O ministro do Supremo afirmou que o anteprojeto pretende modernizar a lei de 1950, resguardando as garantias fundamentais da Constituição de 1988. “Nós procuramos adequar este anteprojeto àquilo que a Constituição indica, sobretudo no que diz respeito ao sistema de garantias que ela inaugurou a partir de 1988. Aqui nós temos um conjunto de sugestões sobre as quais os parlamentares podem se debruçar”, disse.
Os alvos
Pelo texto, poderão ser enquadrados em crimes de responsabilidade e responder a processo de impedimento as seguintes autoridades:
– o presidente da República e o vice-presidente;
– os ministros de Estado e os comandantes da Marinha, do Exército e da Aeronáutica;
– os ministros do Supremo Tribunal Federal (STF);
– os membros do Conselho Nacional de Justiça (CNJ) e do Conselho Nacional do Ministério Público (CNMP);
– o procurador-geral da República (PGR) e o advogado-geral da União (AGU);
– os ministros dos tribunais superiores e do Tribunal de Contas da União;
– os chefes de missões diplomáticas de caráter permanente;
– os governadores, os vice-governadores e os secretários dos estados e do Distrito Federal;
– os juízes e desembargadores dos tribunais de Justiça dos estados e do Distrito Federal;
– os juízes e membros dos tribunais militares e dos tribunais regionais federais, eleitorais e do trabalho;
– os membros dos tribunais de contas dos estados, do Distrito Federal e dos municípios, e do Ministério Público da União, dos estados e do Distrito Federal.
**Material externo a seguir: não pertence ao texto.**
use crate::error::{ProxyError, Result};
use serde::Serialize;
use std::fmt;
use std::path::PathBuf;

#[cfg(test)]
use std::collections::HashMap;
#[cfg(test)]
use std::sync::RwLock;

/// Named share records exchanged between the parties.
#[derive(Debug, Clone, Copy, PartialEq, Eq, Hash, Serialize)]
#[serde(rename_all = "kebab-case")]
pub enum Slot {
    /// Client exponent share and partial modulus, imported by client-sign
    ClientKeys,
    /// Server exponent share and partial modulus, produced by client-full
    ServerBoundKeys,
    /// Public exponent and modulus, produced by the server
    PublicKey,
    /// Message to sign
    Message,
    /// Message and client signature share
    ClientSignature,
    /// Message and final signature
    FinalSignature,
}

impl Slot {
    pub fn file_name(self) -> &'static str {
        match self {
            Slot::ClientKeys => "client_card.key",
            Slot::ServerBoundKeys => "for_server.key",
            Slot::PublicKey => "public.key",
            Slot::Message => "message.txt",
            Slot::ClientSignature => "client.sig",
            Slot::FinalSignature => "final.sig",
        }
    }

    fn missing_hint(self) -> &'static str {
        match self {
            Slot::ClientKeys => {
                "The keys have not been generated. Run the reference implementation first."
            }
            Slot::ServerBoundKeys => {
                "The keys have not been generated. Generate the client keys first."
            }
            Slot::Message => "The message file is missing.",
            Slot::ClientSignature => {
                "The client signature share has not been computed. Run the client first."
            }
            Slot::PublicKey => "Generate the server keys first.",
            Slot::FinalSignature => "Sign the message on the server first.",
        }
    }

    pub(crate) fn missing(self) -> ProxyError {
        ProxyError::MissingRecord {
            file: self.file_name(),
            hint: self.missing_hint(),
        }
    }
}

impl fmt::Display for Slot {
    fn fmt(&self, f: &mut fmt::Formatter<'_>) -> fmt::Result {
        f.write_str(self.file_name())
    }
}

/// Line-oriented storage of share records
pub trait ShareStore {
    /// All lines of the record. A missing record is [`ProxyError::MissingRecord`].
    fn read(&self, slot: Slot) -> Result<Vec<String>>;
    /// Replace the record with the given lines.
    fn write(&self, slot: Slot, lines: &[String]) -> Result<()>;
}

/// Read a record that must hold exactly `expected` lines.
///
/// Trailing blank lines are ignored; any further non-empty line, or a missing
/// one, is a format error.
pub fn read_record(store: &dyn ShareStore, slot: Slot, expected: usize) -> Result<Vec<String>> {
    let mut lines: Vec<String> = store
        .read(slot)?
        .into_iter()
        .map(|l| l.trim().to_string())
        .collect();
    while lines.last().is_some_and(|l| l.is_empty()) {
        lines.pop();
    }

    if lines.len() != expected || lines.iter().any(|l| l.is_empty()) {
        return Err(ProxyError::RecordFormat(slot.file_name()));
    }
    Ok(lines)
}

/// In-memory storage for testing
#[cfg(test)]
pub struct MemoryStorage {
    data: RwLock<HashMap<Slot, Vec<String>>>,
}

#[cfg(test)]
impl MemoryStorage {
    pub fn new() -> Self {
        Self {
            data: RwLock::new(HashMap::new()),
        }
    }

    pub fn with(self, slot: Slot, lines: &[&str]) -> Self {
        self.data
            .write()
            .unwrap()
            .insert(slot, lines.iter().map(|l| l.to_string()).collect());
        self
    }

    pub fn get(&self, slot: Slot) -> Option<Vec<String>> {
        self.data.read().unwrap().get(&slot).cloned()
    }
}

#[cfg(test)]
impl ShareStore for MemoryStorage {
    fn read(&self, slot: Slot) -> Result<Vec<String>> {
        self.get(slot).ok_or_else(|| slot.missing())
    }

    fn write(&self, slot: Slot, lines: &[String]) -> Result<()> {
        self.data.write().unwrap().insert(slot, lines.to_vec());
        Ok(())
    }
}

/// File-based storage for CLI
pub struct FileStorage {
    base_dir: PathBuf,
}

impl FileStorage {
    pub fn new(base_dir: impl Into<PathBuf>) -> Result<Self> {
        let path = base_dir.into();
        std::fs::create_dir_all(&path).map_err(|source| ProxyError::Io {
            path: path.display().to_string(),
            source,
        })?;
        Ok(Self { base_dir: path })
    }

    fn path(&self, slot: Slot) -> PathBuf {
        self.base_dir.join(slot.file_name())
    }
}

impl ShareStore for FileStorage {
    fn read(&self, slot: Slot) -> Result<Vec<String>> {
        let path = self.path(slot);
        match std::fs::read_to_string(&path) {
            Ok(text) => Ok(text.lines().map(str::to_string).collect()),
            Err(e) if e.kind() == std::io::ErrorKind::NotFound => Err(slot.missing()),
            Err(source) => Err(ProxyError::Io {
                path: path.display().to_string(),
                source,
            }),
        }
    }

    fn write(&self, slot: Slot, lines: &[String]) -> Result<()> {
        let path = self.path(slot);
        let mut text = String::new();
        for line in lines {
            text.push_str(line);
            text.push('\n');
        }
        std::fs::write(&path, text).map_err(|source| ProxyError::Io {
            path: path.display().to_string(),
            source,
        })
    }
}

#[cfg(test)]
mod tests {
    use super::*;
    use crate::error::ErrorKind;

    #[test]
    fn test_file_storage_round_trip() {
        let dir = tempfile::tempdir().unwrap();
        let store = FileStorage::new(dir.path()).unwrap();

        assert!(store.read(Slot::PublicKey).is_err());
        store
            .write(Slot::PublicKey, &["010001".to_string(), "C0FFEE".to_string()])
            .unwrap();

        let text = std::fs::read_to_string(dir.path().join("public.key")).unwrap();
        assert_eq!(text, "010001\nC0FFEE\n");
        assert_eq!(store.read(Slot::PublicKey).unwrap(), vec!["010001", "C0FFEE"]);
    }

    #[test]
    fn test_missing_file_is_io_error() {
        let dir = tempfile::tempdir().unwrap();
        let store = FileStorage::new(dir.path()).unwrap();

        let err = store.read(Slot::Message).unwrap_err();
        assert_eq!(err.kind(), ErrorKind::Io);
        assert!(err.to_string().contains("message.txt"));
    }

    #[test]
    fn test_crlf_lines_accepted() {
        let dir = tempfile::tempdir().unwrap();
        std::fs::write(dir.path().join("client.sig"), "AB\r\nCD\r\n").unwrap();
        let store = FileStorage::new(dir.path()).unwrap();

        let lines = read_record(&store, Slot::ClientSignature, 2).unwrap();
        assert_eq!(lines, vec!["AB", "CD"]);
    }

    #[test]
    fn test_read_record_line_count() {
        let store = MemoryStorage::new()
            .with(Slot::Message, &["AB", ""])
            .with(Slot::ClientSignature, &["AB"])
            .with(Slot::ClientKeys, &["01", "02", "03"]);

        assert_eq!(read_record(&store, Slot::Message, 1).unwrap(), vec!["AB"]);

        let err = read_record(&store, Slot::ClientSignature, 2).unwrap_err();
        assert_eq!(err.kind(), ErrorKind::Validation);

        let err = read_record(&store, Slot::ClientKeys, 2).unwrap_err();
        assert_eq!(err.to_string(), "Wrong 'client_card.key' file format.");
    }
}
Crimes de responsabilidade
O anteprojeto relaciona os diversos tipos de crimes de responsabilidade, separados por temas:
– crimes de responsabilidade contra a existência da União e a soberania nacional;
– crimes de responsabilidade contra as instituições democráticas, a segurança interna do país e o livre exercício dos Poderes constitucionais da União, dos estados, do Distrito Federal e dos municípios;
– crimes de responsabilidade contra o exercício dos direitos e garantias fundamentais;
– crimes de responsabilidade contra a probidade na Administração;
– crimes de responsabilidade contra a lei orçamentária.
Direitos políticos
O texto também torna lei a separação da votação final no Senado em caso de impeachment de presidente da República, como ocorreu durante o impedimento da então presidente Dilma Rousseff, em 2016.
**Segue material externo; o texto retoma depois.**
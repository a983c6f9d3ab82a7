//! Client-full role
//!
//! The card generates the client keys itself and hands out the server's
//! exponent share d''1 together with the partial modulus N1. Both end up in
//! `for_server.key` for the server to import.

use super::client::SigningCodes;
use super::engine::{Engine, Outcome};
use super::{keys_already_set, Report};
use crate::apdu::{Command, StatusWord, MAX_RESPONSE, NONE};
use crate::card::Transport;
use crate::codec::number::encode_hex;
use crate::error::Result;
use crate::storage::{ShareStore, Slot};

pub const APPLET_AID: [u8; 11] = [
    0x01, 0x02, 0x03, 0x04, 0x05, 0x06, 0x07, 0x08, 0x09, 0x01, 0x03,
];

pub const CLA: u8 = 0x80;

pub const INS_GENERATE_KEYS: u8 = 0x10;
pub const INS_GET_KEYS: u8 = 0x12;
pub const INS_SET_MESSAGE: u8 = 0x14;
pub const INS_SIGNATURE: u8 = 0x16;
pub const INS_RESET: u8 = 0x18;

pub const P1_GET_D1_SERVER: u8 = 0x00;
pub const P1_GET_N1: u8 = 0x01;

pub const SIGNING: SigningCodes = SigningCodes {
    cla: CLA,
    ins_set_message: INS_SET_MESSAGE,
    ins_sign: INS_SIGNATURE,
};

pub fn generate_keys<T: Transport>(
    engine: &mut Engine<T>,
    store: &dyn ShareStore,
    report: &mut Report,
) -> Result<()> {
    let keygen = Command::new(CLA, INS_GENERATE_KEYS, NONE, NONE);
    let outcome = engine.send_tolerating(&keygen, "Keygen", StatusWord::COMMAND_NOT_ALLOWED)?;
    if let Outcome::Tolerated { status, .. } = outcome {
        return Err(keys_already_set("Keygen", status));
    }
    report.step("Generating keys...");

    get_keys(engine, store)?;
    report.wrote(Slot::ServerBoundKeys);
    report.step("Storing the server client keys share...");
    Ok(())
}

/// Read d''1 and N1 from the card and store them for the server.
fn get_keys<T: Transport>(engine: &mut Engine<T>, store: &dyn ShareStore) -> Result<()> {
    let d1_server = engine.send(
        &Command::new(CLA, INS_GET_KEYS, P1_GET_D1_SERVER, NONE).expecting(MAX_RESPONSE),
        "Get D''1",
    )?;
    let n1 = engine.send(
        &Command::new(CLA, INS_GET_KEYS, P1_GET_N1, NONE).expecting(MAX_RESPONSE),
        "Get N1",
    )?;

    store.write(
        Slot::ServerBoundKeys,
        &[encode_hex(&d1_server.data), encode_hex(&n1.data)],
    )
}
Primeiro os senadores terão que votar respondendo à pergunta “Cometeu a autoridade acusada o crime que lhe é imputado e deve ser condenada à perda do cargo?” Depois haverá nova votação sobre a inabilitação para o exercício de cargo público, limitada ao prazo de oito anos. Dilma perdeu o cargo, mas os senadores decidiram não torná-la inelegível por oito anos. Em 1992, Fernando Collor de Mello teve o mandato cassado e perdeu os direitos políticos por oito anos.
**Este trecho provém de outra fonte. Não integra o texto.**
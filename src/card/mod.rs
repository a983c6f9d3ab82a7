//! Card Access
//!
//! The proxy talks to its applet through a [`Transport`]. The PC/SC reader
//! implementation is compiled in with the `pcsc` feature; builds without it
//! get a transport that always fails to connect.

use crate::apdu::{Command, Response};
use crate::error::Result;

#[cfg(feature = "pcsc")]
mod reader;
#[cfg(test)]
pub mod mock;

#[cfg(feature = "pcsc")]
pub use reader::PcscTransport;

/// Exclusive command/response channel to one applet.
pub trait Transport {
    /// Open the channel and select the applet. `false` means no usable card.
    fn connect(&mut self, applet_id: &[u8]) -> bool;
    fn transmit(&mut self, command: &Command) -> Result<Response>;
    fn disconnect(&mut self);
}

/// Stand-in transport for builds without reader support.
#[derive(Debug, Default)]
pub struct NoReader;

impl Transport for NoReader {
    fn connect(&mut self, _applet_id: &[u8]) -> bool {
        tracing::warn!("smart card reader support is not compiled in, rebuild with --features pcsc");
        false
    }

    fn transmit(&mut self, _command: &Command) -> Result<Response> {
        Err(crate::error::ProxyError::Connect(
            "No card channel is open.".to_string(),
        ))
    }

    fn disconnect(&mut self) {}
}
Além de Lewandowski, que presidiu os trabalhos, também fizeram parte da comissão os seguintes juristas: Fabiane Pereira de Oliveira, que foi a relatora, Rogério Schietti Machado Cruz, Antonio Augusto Anastasia, Heleno Taveira Torres, Marcus Vinicius Furtado Coêlho, Luiz Fernando Bandeira de Mello Filho, Fabiano Augusto Martins Silveira, Maurício de Oliveira Campos Júnior, Carlos Eduardo Frazão do Amaral, Gregório Assagra de Almeida e Pierpaolo Cruz Bottini.